Si les parents se dirigent vers l’implant cochléaire, la première phase de réadaptation post-implant sera intensive. Cette approche crée un contexte favorable (intense, mais la plupart du temps bénéfique) qui permet aux parents d’observer les progrès de semaine en semaine et d’être en « apprentissage » intensif d’attitudes qui soutiennent le développement du langage. Si l’implant ne fait pas partie du portrait, la réadaptation, bien qu’un peu moins intensive en début de parcours, vise exactement les mêmes objectifs.

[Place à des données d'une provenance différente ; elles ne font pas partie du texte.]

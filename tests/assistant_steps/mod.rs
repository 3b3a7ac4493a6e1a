//! Step definitions for assistant turn scenarios.

mod given;
mod then;
mod when;
pub mod world;
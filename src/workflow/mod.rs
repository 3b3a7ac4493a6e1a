//! The workflow engine and its workflows.
//!
//! Each turn is classified, dispatched to the first registered workflow that
//! accepts the intent in the current mode, and the engine then moves into
//! that workflow's mode. The registry always ends in a fallback workflow, so
//! dispatch cannot fail to find a handler.

mod engine;
mod interview;
mod registry;
mod standard;
mod tool_loop;
mod turn;

pub use engine::{Dispatch, WorkflowEngine};
pub use interview::InterviewWorkflow;
pub use registry::{
    RegistryError, Workflow, WorkflowKind, WorkflowRegistry, WorkflowRegistryBuilder, accepts,
};
pub use standard::standard_registry;
pub use tool_loop::{LoopLimits, STEP_LIMIT_MESSAGE, ToolLoopWorkflow, WorkflowProfile};
pub use turn::{LoopTermination, TurnContext, WorkflowError, WorkflowOutput};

Il est donc essentiel que l’équipe d’intervenants de réadaptation établisse une collaboration efficace avec le parent et que celui-ci se mobilise afin de maximiser les bénéfices du programme de réadaptation, et ce, peu importe le type d’aides auditives portées par l’enfant.

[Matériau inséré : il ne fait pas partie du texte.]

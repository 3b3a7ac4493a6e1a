//! Guarded execution of external calls.
//!
//! Every call that leaves the process (model invocations, workspace provider
//! operations) runs through a [`CallGuard`], which races the call against a
//! per-call timeout and the turn's cancellation token.

use std::future::Future;
use std::time::Duration;

use thiserror::Error;
use tokio_util::sync::CancellationToken;

/// Errors raised by the guard itself rather than by the guarded call.
#[derive(Debug, Clone, Copy, PartialEq, Eq, Error)]
pub enum CallError {
    /// The turn was cancelled while the call was in flight.
    #[error("external call cancelled")]
    Cancelled,

    /// The call did not complete within the configured timeout.
    #[error("external call timed out after {0:?}")]
    TimedOut(Duration),
}

impl CallError {
    /// Returns `true` when the error represents cancellation.
    #[must_use]
    pub const fn is_cancelled(self) -> bool {
        matches!(self, Self::Cancelled)
    }
}

/// Cancellation and timeout policy applied to external calls in one turn.
#[derive(Debug, Clone)]
pub struct CallGuard {
    cancel: CancellationToken,
    timeout: Duration,
}

impl CallGuard {
    /// Creates a guard bound to the given cancellation token.
    #[must_use]
    pub const fn new(cancel: CancellationToken, timeout: Duration) -> Self {
        Self { cancel, timeout }
    }

    /// Returns the per-call timeout.
    #[must_use]
    pub const fn timeout(&self) -> Duration {
        self.timeout
    }

    /// Returns `true` once the owning turn has been cancelled.
    #[must_use]
    pub fn is_cancelled(&self) -> bool {
        self.cancel.is_cancelled()
    }

    /// Runs `call` unless the turn is cancelled or the timeout elapses first.
    ///
    /// # Errors
    ///
    /// Returns [`CallError::Cancelled`] when the token fires before the call
    /// completes and [`CallError::TimedOut`] when the timeout elapses.
    pub async fn run<F>(&self, call: F) -> Result<F::Output, CallError>
    where
        F: Future,
    {
        if self.cancel.is_cancelled() {
            return Err(CallError::Cancelled);
        }
        tokio::select! {
            biased;
            () = self.cancel.cancelled() => Err(CallError::Cancelled),
            outcome = tokio::time::timeout(self.timeout, call) => {
                outcome.map_err(|_| CallError::TimedOut(self.timeout))
            }
        }
    }
}

#[cfg(test)]
mod tests {
    use super::*;
    use rstest::rstest;

    #[rstest]
    #[tokio::test(flavor = "multi_thread")]
    async fn run_returns_call_output() {
        let guard = CallGuard::new(CancellationToken::new(), Duration::from_secs(1));

        let value = guard.run(async { 7 }).await;

        assert_eq!(value, Ok(7));
    }

    #[rstest]
    #[tokio::test(flavor = "multi_thread")]
    async fn run_rejects_already_cancelled_turn() {
        let token = CancellationToken::new();
        token.cancel();
        let guard = CallGuard::new(token, Duration::from_secs(1));

        let value = guard.run(async { 7 }).await;

        assert_eq!(value, Err(CallError::Cancelled));
    }

    #[rstest]
    #[tokio::test(flavor = "multi_thread")]
    async fn run_times_out_slow_calls() {
        let guard = CallGuard::new(CancellationToken::new(), Duration::from_millis(10));

        let value = guard
            .run(tokio::time::sleep(Duration::from_secs(5)))
            .await;

        assert_eq!(value, Err(CallError::TimedOut(Duration::from_millis(10))));
    }
}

Mais qu’est-ce qu’une collaboration efficace ?

L’équipe de réadaptation a pour priorité le développement de l’enfant sourd certes, mais elle cherchera d’abord et avant tout à établir – et à maintenir – un partenariat avec la famille.

Comment ?

  • Chercher à donner confiance au parent : confiance en l’expertise de l’équipe (essentielle pour faire alliance) mais aussi confiance en ses propres moyens, ses propres habiletés à stimuler la communication de son enfant – l’équipe de réadaptation aide le parent à développer un sentiment de compétence ;
  • Se souvenir que les parents peuvent vivre des choses difficiles et des stress multiples ;
  • Exposer et proposer diverses solutions aux parents mais en respectant leurs priorités et leurs choix ;En ne cherchant pas à « sauver » l’enfant et sa famille mais plutôt à soutenir les parents, à les rendre compétents, à les responsabiliser, à les écouter (et à leur dire parfois certaines choses qui seront difficiles à entendre).

Quelques études ont démontré des associations entre l’implication des parents en réadaptation et le développement du langage (Sarant et al., 2008).

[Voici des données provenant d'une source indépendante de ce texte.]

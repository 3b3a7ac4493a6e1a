//! A conversation served by its own task.
//!
//! Requests queue on a channel and the task runs them one at a time, so
//! callers on different tasks can share a conversation without locking its
//! state.

use super::{Agent, AgentError, AgentResult, PendingIntent, TurnResponse};
use crate::conversation::domain::{AgentState, ExecutionId};
use mockable::Clock;
use tokio::sync::{mpsc, oneshot};
use tokio_util::sync::CancellationToken;
use tracing::debug;

const QUEUE_CAPACITY: usize = 32;

type Reply<T> = oneshot::Sender<AgentResult<T>>;

enum Command {
    Message {
        input: String,
        cancel: CancellationToken,
        reply: Reply<TurnResponse>,
    },
    Detect {
        input: String,
        cancel: CancellationToken,
        reply: Reply<PendingIntent>,
    },
    Execute {
        execution_id: ExecutionId,
        cancel: CancellationToken,
        reply: Reply<TurnResponse>,
    },
    Snapshot {
        reply: oneshot::Sender<AgentState>,
    },
}

/// Cloneable handle to an agent running on its own task.
///
/// The task stops once every handle is dropped.
#[derive(Clone)]
pub struct AgentSession {
    commands: mpsc::Sender<Command>,
}

impl AgentSession {
    /// Moves `agent` onto a new task and returns a handle to it.
    ///
    /// Must be called from within a Tokio runtime.
    #[must_use]
    pub fn spawn<C>(agent: Agent<C>) -> Self
    where
        C: Clock + Send + Sync + 'static,
    {
        let (commands, inbox) = mpsc::channel(QUEUE_CAPACITY);
        tokio::spawn(serve(agent, inbox));
        Self { commands }
    }

    /// Handles a user message. See [`Agent::handle_message_with`].
    ///
    /// # Errors
    ///
    /// Returns the turn's [`AgentError`], or [`AgentError::SessionClosed`]
    /// when the session task has stopped.
    pub async fn handle_message(
        &self,
        input: impl Into<String>,
        cancel: CancellationToken,
    ) -> AgentResult<TurnResponse> {
        let text = input.into();
        self.request(|reply| Command::Message {
            input: text,
            cancel,
            reply,
        })
        .await?
    }

    /// Stores a pending execution. See [`Agent::detect_intent_with`].
    ///
    /// # Errors
    ///
    /// Returns the classification's [`AgentError`], or
    /// [`AgentError::SessionClosed`] when the session task has stopped.
    pub async fn detect_intent(
        &self,
        input: impl Into<String>,
        cancel: CancellationToken,
    ) -> AgentResult<PendingIntent> {
        let text = input.into();
        self.request(|reply| Command::Detect {
            input: text,
            cancel,
            reply,
        })
        .await?
    }

    /// Runs the pending execution. See [`Agent::execute_pending_with`].
    ///
    /// # Errors
    ///
    /// Returns the turn's [`AgentError`], or [`AgentError::SessionClosed`]
    /// when the session task has stopped.
    pub async fn execute_pending(
        &self,
        execution_id: ExecutionId,
        cancel: CancellationToken,
    ) -> AgentResult<TurnResponse> {
        self.request(|reply| Command::Execute {
            execution_id,
            cancel,
            reply,
        })
        .await?
    }

    /// Returns a copy of the committed state.
    ///
    /// # Errors
    ///
    /// Returns [`AgentError::SessionClosed`] when the session task has
    /// stopped.
    pub async fn snapshot(&self) -> AgentResult<AgentState> {
        self.request(|reply| Command::Snapshot { reply }).await
    }

    async fn request<T>(
        &self,
        command: impl FnOnce(oneshot::Sender<T>) -> Command,
    ) -> AgentResult<T> {
        let (reply, response) = oneshot::channel();
        self.commands
            .send(command(reply))
            .await
            .map_err(|_| AgentError::SessionClosed)?;
        response.await.map_err(|_| AgentError::SessionClosed)
    }
}

async fn serve<C>(mut agent: Agent<C>, mut inbox: mpsc::Receiver<Command>)
where
    C: Clock + Send + Sync,
{
    while let Some(command) = inbox.recv().await {
        let delivered = match command {
            Command::Message {
                input,
                cancel,
                reply,
            } => reply
                .send(agent.handle_message_with(&input, cancel).await)
                .is_ok(),
            Command::Detect {
                input,
                cancel,
                reply,
            } => reply
                .send(agent.detect_intent_with(&input, cancel).await)
                .is_ok(),
            Command::Execute {
                execution_id,
                cancel,
                reply,
            } => reply
                .send(agent.execute_pending_with(execution_id, cancel).await)
                .is_ok(),
            Command::Snapshot { reply } => reply.send(agent.snapshot()).is_ok(),
        };
        if !delivered {
            debug!("caller went away before its reply was ready");
        }
    }
    debug!("agent session stopped");
}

Or, pour un parent, s’impliquer en réadaptation, ce n’est pas seulement assister à des thérapies ou appliquer certaines techniques de stimulation à la maison, c’est aussi faire valoir ses habiletés, ses choix, ses priorités, ses valeurs, en somme, prendre sa place dans l’équipe de réadaptation.

Références :

  • Joint Commission on Infant Hearing (JCIH). (2007). Year 2007 position statement: Principles and guidelines for early hearing detection and intervention programs. American Academy of Pediatrics, 120, p898-921.
  • Sarant, J.Z., Holt, C.M., Dowell, R.C., Rickards, F.W., & Blamey, P.J. (2009). Spoken language development in oral preschool children with permanent childhood deafness. Journal of Deaf Studies and Deaf Education, 14(2),p 205-217
  • Yoshinaga-Itano, C. (2003), Early intervention after universal neonatal hearing screening: Impact on outcomes. Mental Retardation and Developmental Disability Research Reviews, 9,p 252–266.